It feels safe to say that no other writer of great stature wrote more often than William Trevor about old people. Only Alice Munro comes close—perhaps V. S. Pritchett. Here’s an incredibly stupid admission: when I first encountered Trevor, it made perfect sense to me that he would write so much about old people, since he so perfectly embodied the platonic ideal of an old person. Those twinkly, wise eyes! That signature Irish walking hat! I was in my 30, in the late aughts, when I first read Trevor, and he was in his late-70s. It did not occur to me that he had not always been in his late-70s, that many of the multitude of stories were written when he was my age at the time.

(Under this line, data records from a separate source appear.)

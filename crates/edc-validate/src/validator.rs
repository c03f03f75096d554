use edc_model::{DeathReportData, RegisteredSubject, VocabularyKind, VocabularyRegistry};

use crate::checks::{RuleInput, run_all};
use crate::issue::Issue;

/// Check a complete death report against the cross-field rules.
///
/// `subject` is the participant the report belongs to. Vocabulary items
/// that cannot be resolved in `registry` are treated as not "other".
pub fn validate_death_report(
    data: &DeathReportData,
    subject: &RegisteredSubject,
    registry: &VocabularyRegistry,
) -> Vec<Issue> {
    let input = RuleInput {
        subject: Some(subject),
        death_date: Some(data.death_date),
        participant_hospitalized: Some(data.participant_hospitalized),
        reason_hospitalized: data.reason_hospitalized,
        days_hospitalized: data.days_hospitalized,
        cause: registry.resolve(VocabularyKind::Cause, data.cause),
        cause_other: data.cause_other.as_deref(),
        cause_category: registry.resolve(VocabularyKind::CauseCategory, data.cause_category),
        cause_category_other: data.cause_category_other.as_deref(),
    };
    run_all(&input)
}
//! Death date must not precede registration or birth.

use super::RuleInput;
use crate::issue::Issue;

pub(super) fn check(input: &RuleInput<'_>) -> Vec<Issue> {
    let mut issues = Vec::new();
    let (Some(death_date), Some(subject)) = (input.death_date, input.subject) else {
        return issues;
    };

    if let Some(registration_date) = subject.registration_date()
        && death_date < registration_date
    {
        issues.push(Issue::DeathBeforeRegistration {
            death_date,
            registration_date,
        });
    }

    if let Some(dob) = subject.dob
        && death_date < dob
    {
        issues.push(Issue::DeathBeforeBirth { death_date, dob });
    }

    issues
}
//! Vocabulary list loaders.
//!
//! Vocabulary files are CSV with the columns
//! `id,name[,short_name][,display_index][,field_name][,version]`.
//! A missing `display_index` places the item by file order.

use std::io::Read;
use std::path::Path;

use edc_model::{ListItem, ModelError, VocabularyKind, VocabularyList, VocabularyRegistry};
use tracing::{debug, info};

use crate::csv_utils::{CsvRow, read_csv_rows};
use crate::error::VocabularyError;

/// Environment variable for overriding the vocabulary directory.
pub const VOCABULARY_ENV_VAR: &str = "EDC_VOCABULARY_DIR";

fn embedded_csv(kind: VocabularyKind) -> &'static str {
    match kind {
        VocabularyKind::Cause => include_str!("../data/cause.csv"),
        VocabularyKind::CauseCategory => include_str!("../data/cause_category.csv"),
        VocabularyKind::DiagnosisCode => include_str!("../data/diagnosis_code.csv"),
        VocabularyKind::MedicalResponsibility => {
            include_str!("../data/medical_responsibility.csv")
        }
        VocabularyKind::ReasonHospitalized => include_str!("../data/reason_hospitalized.csv"),
    }
}

/// Load the embedded default lists for every vocabulary kind.
pub fn load_default_registry() -> Result<VocabularyRegistry, VocabularyError> {
    let mut registry = VocabularyRegistry::new();
    for kind in VocabularyKind::ALL {
        let source_name = format!("<embedded>/{kind}.csv");
        let list = parse_vocabulary_csv(embedded_csv(kind).as_bytes(), kind, &source_name)?;
        registry.add_list(list);
    }
    Ok(registry)
}

/// Load `<kind>.csv` for every kind from `dir`.
///
/// Kinds without a file in `dir` fall back to the embedded default list.
pub fn load_registry_dir(dir: &Path) -> Result<VocabularyRegistry, VocabularyError> {
    let mut registry = load_default_registry()?;
    for kind in VocabularyKind::ALL {
        let path = dir.join(format!("{kind}.csv"));
        if !path.is_file() {
            debug!(kind = %kind, dir = %dir.display(), "using embedded vocabulary");
            continue;
        }
        let list = load_vocabulary_csv(&path, kind)?;
        info!(kind = %kind, items = list.len(), path = %path.display(), "loaded vocabulary");
        registry.add_list(list);
    }
    Ok(registry)
}

/// Load a single vocabulary list from a CSV file.
pub fn load_vocabulary_csv(
    path: &Path,
    kind: VocabularyKind,
) -> Result<VocabularyList, VocabularyError> {
    let file = std::fs::File::open(path).map_err(|error| VocabularyError::io(path, error))?;
    parse_vocabulary_csv(file, kind, &path.display().to_string())
}

/// Parse a vocabulary list from CSV.
pub fn parse_vocabulary_csv<R: Read>(
    reader: R,
    kind: VocabularyKind,
    source_name: &str,
) -> Result<VocabularyList, VocabularyError> {
    let rows = read_csv_rows(reader, source_name)?;
    let mut list = VocabularyList::new(kind);

    for (position, row) in rows.iter().enumerate() {
        if row.get_field("id").is_empty() && row.get_field("name").is_empty() {
            continue;
        }
        let item = parse_item(row, position, source_name)?;
        list.add_item(item).map_err(|error| match error {
            ModelError::DuplicateItem { kind, id } => VocabularyError::DuplicateItem {
                source_name: source_name.to_string(),
                kind,
                id,
            },
            other => VocabularyError::InvalidRow {
                source_name: source_name.to_string(),
                line: row.line,
                message: other.to_string(),
            },
        })?;
    }

    debug!(kind = %kind, items = list.len(), source = source_name, "parsed vocabulary");
    Ok(list)
}

fn parse_item(
    row: &CsvRow,
    position: usize,
    source_name: &str,
) -> Result<ListItem, VocabularyError> {
    let invalid = |message: String| VocabularyError::InvalidRow {
        source_name: source_name.to_string(),
        line: row.line,
        message,
    };

    let id_raw = row.get_field("id");
    let id: u32 = id_raw
        .parse()
        .map_err(|_| invalid(format!("invalid id {id_raw:?}")))?;

    let name = row.get_field("name");
    if name.is_empty() {
        return Err(invalid("missing name".to_string()));
    }

    let display_index = match row.get_optional("display_index") {
        Some(raw) => raw
            .parse()
            .map_err(|_| invalid(format!("invalid display_index {raw:?}")))?,
        None => i32::try_from(position).unwrap_or(i32::MAX),
    };

    let mut item = ListItem::new(id, name, display_index);
    if let Some(short_name) = row.get_optional("short_name") {
        item.short_name = short_name;
    }
    item.field_name = row.get_optional("field_name");
    if let Some(version) = row.get_optional("version") {
        item.version = version;
    }
    Ok(item)
}
//! Audit-trail capability shared by every persisted record.

use chrono::{DateTime, Utc};
use serde::{Deserialize, Serialize};
use uuid::Uuid;

/// Fallback when the host name cannot be determined.
const UNKNOWN_HOST: &str = "localhost";

/// Who created and last modified a record, when, and from which host.
#[derive(Debug, Clone, PartialEq, Eq, Serialize, Deserialize)]
pub struct AuditFields {
    pub id: Uuid,
    pub created: DateTime<Utc>,
    pub modified: DateTime<Utc>,
    pub user_created: String,
    pub user_modified: String,
    pub hostname_created: String,
    pub hostname_modified: String,
}

impl AuditFields {
    /// Start a new audit trail for a record created by `user`.
    pub fn new(user: impl Into<String>) -> Self {
        let user = user.into();
        let now = Utc::now();
        let host = current_hostname();
        Self {
            id: Uuid::new_v4(),
            created: now,
            modified: now,
            user_created: user.clone(),
            user_modified: user,
            hostname_created: host.clone(),
            hostname_modified: host,
        }
    }

    /// Override the host name recorded for both creation and modification.
    #[must_use]
    pub fn with_hostname(mut self, host: impl Into<String>) -> Self {
        let host = host.into();
        self.hostname_created = host.clone();
        self.hostname_modified = host;
        self
    }

    /// Record a modification by `user` at the current time.
    pub fn stamp_modified(&mut self, user: &str) {
        self.modified = Utc::now().max(self.created);
        self.user_modified = user.to_string();
        self.hostname_modified = current_hostname();
    }
}

impl Default for AuditFields {
    fn default() -> Self {
        Self::new(String::new())
    }
}

fn current_hostname() -> String {
    std::env::var("HOSTNAME")
        .ok()
        .filter(|host| !host.trim().is_empty())
        .unwrap_or_else(|| UNKNOWN_HOST.to_string())
}

/// Records that carry an [`AuditFields`] block.
pub trait Audited {
    fn audit(&self) -> &AuditFields;

    fn audit_mut(&mut self) -> &mut AuditFields;

    /// Record identifier.
    fn id(&self) -> Uuid {
        self.audit().id
    }

    /// Stamp a modification made by `user`.
    fn touch(&mut self, user: &str) {
        self.audit_mut().stamp_modified(user);
    }
}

But enough about my stupidity, which I would prefer to reveal slowly over the course of this project, rather than all at once in an information dump. I mentioned Trevor’s interest in the elderly in a previous entry, the way aging is simpatico with his central theme, i.e. coming to terms with one’s life. But it’s more than that. Advanced age and accompanying senescence are, if not an obsession, a fixation. Sometimes, with writers, you viscerally sense the person, place, thing, idea, or general theme that quickens their pulse—you can hear the fingers tap that much faster on the typewriter. With Charles Portis, it’s cars, or more broadly, mechanical objects; with Ottessa Moshfegh it’s any bodily-related function: peeing, pooping, barfing. I sense, in Trevor’s stories, that quickening when it comes to senility, sundowning, the general incapacity of age.
In several of these stories we’ve covered already, an old person’s vulnerability provides a key plot point: Miss Winton’s fuddled inability to wrest control of the situation in “The Penthouse Apartment;” Miss Efoss becoming overwhelmed and subsumed by the Dutt’s desire for a child in “In at the Birth;” General Suffolk’s progressive drunkenness and weakness in “The General’s Day.” Even the titular Miss Smith, a relatively young person, undergoes a sort of premature dotage. This week’s story, “The Hotel of the Idle Moon,” provides the most explicit version of this yet, as a pair of married con artists, the Dankers, invade the country home of the ancient Marstons and their equally ancient servant Cronin. They likely poison Lord Marston, and proceed to consign the Lady and Cronin to a small wing of the house while they convert the rest into a hotel. Cronin dreams of cutting their throats with a razor strop, but in the end, he understands it to be absurd that he “imagined himself a match for the world and its conquerors.”
One feels Trevor taking a kind of perverse pleasure in the plight of the Marstons and Cronin, bulldozed as they are by this purposeful, evil people. I found myself speculating about Trevor’s Irishness, wondering if there was a connection to the history of Ireland, regularly occupied by an outside force since the Romans. Further along in The Collected Stories, Trevor explicitly addresses The Troubles, but I wondered if there’s something more general in the Irish psyche that responds to the drama of encroachment—Joyce’s fiction is, as well, shot through with narratives of helplessness and submission: for example, Gabriel Conroy’s and Leopold Bloom’s effulgent, ecstatic paralyses; Ulysses, stripped of its extravagant language, is the story of a man wandering in circles as his wife cuckolds him. Joyce’s language itself can be read as a defense mechanism, a coded linguistic bulwark devised by a genius with a siege mentality.
What encroaches more assiduously than time? What enemy is more relentless than age? Trevor is especially, unusually responsive to the problem of dementia (“Cheating at Canasta,” one of his most famous later stories, regards a man on vacation at the behest of his Alzheimer’s-stricken wife). In “The House of the Idle Moon,” the senescence of the house’s nonagenarians is like an accomplice working in concert with the Dankers. As the Dankers slowly take over, landscaping the apple orchard and beginning to rent the rooms to guests, age subsumes Lady Marston and Cronin. And in that subsumption, I detect a delicious release, a giving over to chaos, meaninglessness, and loss. When it’s far too late to stop the Dankers, we get this exchange between Cronin and Lady Marston:
‘It has no meaning: The Hotel of the Idle Moon. Yet I fear, m’lady, it may in time mean much to us.’
Lady Marston laughed quite gaily. ‘Few things have meaning, Cronin. It is rather too much to expect a meaning for everything.’